Entries supplied:
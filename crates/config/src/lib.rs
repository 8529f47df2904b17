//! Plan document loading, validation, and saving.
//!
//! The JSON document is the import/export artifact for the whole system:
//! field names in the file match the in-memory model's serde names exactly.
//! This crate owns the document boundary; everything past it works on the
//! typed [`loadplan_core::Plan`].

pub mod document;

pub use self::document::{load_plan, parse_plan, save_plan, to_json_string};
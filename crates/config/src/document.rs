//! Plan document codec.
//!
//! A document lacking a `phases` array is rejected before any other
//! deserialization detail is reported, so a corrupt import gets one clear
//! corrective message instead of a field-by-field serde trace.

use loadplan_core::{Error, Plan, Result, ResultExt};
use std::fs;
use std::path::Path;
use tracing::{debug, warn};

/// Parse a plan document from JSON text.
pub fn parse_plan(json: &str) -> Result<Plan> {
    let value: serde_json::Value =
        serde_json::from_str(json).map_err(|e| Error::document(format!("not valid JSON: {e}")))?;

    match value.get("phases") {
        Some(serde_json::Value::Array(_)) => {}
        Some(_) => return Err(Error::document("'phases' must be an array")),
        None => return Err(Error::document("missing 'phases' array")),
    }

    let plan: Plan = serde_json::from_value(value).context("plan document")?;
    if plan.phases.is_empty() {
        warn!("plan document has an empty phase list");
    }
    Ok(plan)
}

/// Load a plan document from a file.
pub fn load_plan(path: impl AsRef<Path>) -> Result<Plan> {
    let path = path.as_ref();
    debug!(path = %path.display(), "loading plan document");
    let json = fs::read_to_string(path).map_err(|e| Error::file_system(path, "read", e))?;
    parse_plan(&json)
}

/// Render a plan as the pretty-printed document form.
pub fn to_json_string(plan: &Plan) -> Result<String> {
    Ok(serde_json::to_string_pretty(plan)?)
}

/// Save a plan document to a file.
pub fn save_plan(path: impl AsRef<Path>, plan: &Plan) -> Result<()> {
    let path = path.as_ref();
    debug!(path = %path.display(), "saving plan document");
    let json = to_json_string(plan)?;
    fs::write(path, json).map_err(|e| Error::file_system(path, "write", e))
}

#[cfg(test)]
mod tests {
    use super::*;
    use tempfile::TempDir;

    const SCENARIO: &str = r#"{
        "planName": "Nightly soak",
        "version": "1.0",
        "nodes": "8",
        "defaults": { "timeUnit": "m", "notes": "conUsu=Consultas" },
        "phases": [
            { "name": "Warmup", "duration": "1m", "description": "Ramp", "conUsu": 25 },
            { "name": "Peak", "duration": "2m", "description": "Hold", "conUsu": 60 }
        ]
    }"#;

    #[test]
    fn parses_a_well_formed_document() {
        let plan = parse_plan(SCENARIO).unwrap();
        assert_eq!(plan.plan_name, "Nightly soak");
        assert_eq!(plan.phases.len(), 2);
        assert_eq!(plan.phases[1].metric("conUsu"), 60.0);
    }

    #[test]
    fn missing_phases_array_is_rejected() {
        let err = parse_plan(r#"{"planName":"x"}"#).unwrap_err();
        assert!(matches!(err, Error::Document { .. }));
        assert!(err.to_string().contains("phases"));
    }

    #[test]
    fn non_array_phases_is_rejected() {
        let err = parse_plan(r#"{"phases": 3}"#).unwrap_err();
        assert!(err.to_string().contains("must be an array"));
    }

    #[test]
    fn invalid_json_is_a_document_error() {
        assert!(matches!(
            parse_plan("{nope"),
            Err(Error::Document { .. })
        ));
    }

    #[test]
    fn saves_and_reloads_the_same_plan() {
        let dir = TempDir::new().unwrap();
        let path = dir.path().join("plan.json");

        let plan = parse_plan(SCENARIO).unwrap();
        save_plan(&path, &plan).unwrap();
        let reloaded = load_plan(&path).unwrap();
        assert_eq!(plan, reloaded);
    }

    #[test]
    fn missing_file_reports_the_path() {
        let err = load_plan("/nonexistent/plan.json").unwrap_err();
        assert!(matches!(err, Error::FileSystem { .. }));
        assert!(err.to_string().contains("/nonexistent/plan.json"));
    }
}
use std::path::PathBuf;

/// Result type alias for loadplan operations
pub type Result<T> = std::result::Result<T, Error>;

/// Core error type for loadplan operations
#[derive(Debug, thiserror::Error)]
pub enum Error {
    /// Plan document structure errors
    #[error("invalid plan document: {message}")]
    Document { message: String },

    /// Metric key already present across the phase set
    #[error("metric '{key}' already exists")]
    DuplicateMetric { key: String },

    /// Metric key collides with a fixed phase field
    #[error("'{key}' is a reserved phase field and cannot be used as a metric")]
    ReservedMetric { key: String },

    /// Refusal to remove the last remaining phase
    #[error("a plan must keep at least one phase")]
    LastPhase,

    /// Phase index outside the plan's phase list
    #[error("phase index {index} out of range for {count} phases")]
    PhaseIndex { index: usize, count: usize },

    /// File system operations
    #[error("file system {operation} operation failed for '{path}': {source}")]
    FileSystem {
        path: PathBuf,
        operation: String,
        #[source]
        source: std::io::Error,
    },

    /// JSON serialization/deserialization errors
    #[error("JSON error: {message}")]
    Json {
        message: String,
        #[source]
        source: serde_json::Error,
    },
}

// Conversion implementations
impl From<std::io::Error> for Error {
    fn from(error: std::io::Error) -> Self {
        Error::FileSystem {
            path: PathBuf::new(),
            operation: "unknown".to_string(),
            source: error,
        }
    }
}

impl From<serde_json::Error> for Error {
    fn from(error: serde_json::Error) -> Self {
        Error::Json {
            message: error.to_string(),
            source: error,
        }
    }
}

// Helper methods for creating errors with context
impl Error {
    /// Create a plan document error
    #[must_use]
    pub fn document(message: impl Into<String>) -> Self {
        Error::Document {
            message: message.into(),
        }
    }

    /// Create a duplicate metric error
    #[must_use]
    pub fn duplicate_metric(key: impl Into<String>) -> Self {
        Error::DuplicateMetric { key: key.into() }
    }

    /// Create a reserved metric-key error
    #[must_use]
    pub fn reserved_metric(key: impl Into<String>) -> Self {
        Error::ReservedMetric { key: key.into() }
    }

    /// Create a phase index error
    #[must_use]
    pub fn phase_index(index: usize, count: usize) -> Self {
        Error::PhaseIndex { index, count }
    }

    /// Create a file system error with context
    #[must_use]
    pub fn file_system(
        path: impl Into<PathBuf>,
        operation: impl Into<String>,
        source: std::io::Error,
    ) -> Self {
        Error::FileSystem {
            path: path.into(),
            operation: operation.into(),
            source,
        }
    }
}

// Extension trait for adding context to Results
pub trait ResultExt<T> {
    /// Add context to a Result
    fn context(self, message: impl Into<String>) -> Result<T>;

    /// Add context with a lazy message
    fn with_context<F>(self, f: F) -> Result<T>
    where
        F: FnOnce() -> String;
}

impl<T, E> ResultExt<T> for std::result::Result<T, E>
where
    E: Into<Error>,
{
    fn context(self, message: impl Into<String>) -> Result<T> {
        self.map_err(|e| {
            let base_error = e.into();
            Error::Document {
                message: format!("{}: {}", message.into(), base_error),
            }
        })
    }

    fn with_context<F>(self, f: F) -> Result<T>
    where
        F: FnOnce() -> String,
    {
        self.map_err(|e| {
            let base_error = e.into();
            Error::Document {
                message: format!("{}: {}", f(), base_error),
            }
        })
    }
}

Work instruction: Give back the lines of the data exactly as they are written, from the first line through the line containing "serde names exactly.".

Exercise response:
filename crates/config/src/lib.rs
repository 8529f47df2904b17
//! Plan document loading, validation, and saving.
//!
//! The JSON document is the import/export artifact for the whole system:
//! field names in the file match the in-memory model's serde names exactly.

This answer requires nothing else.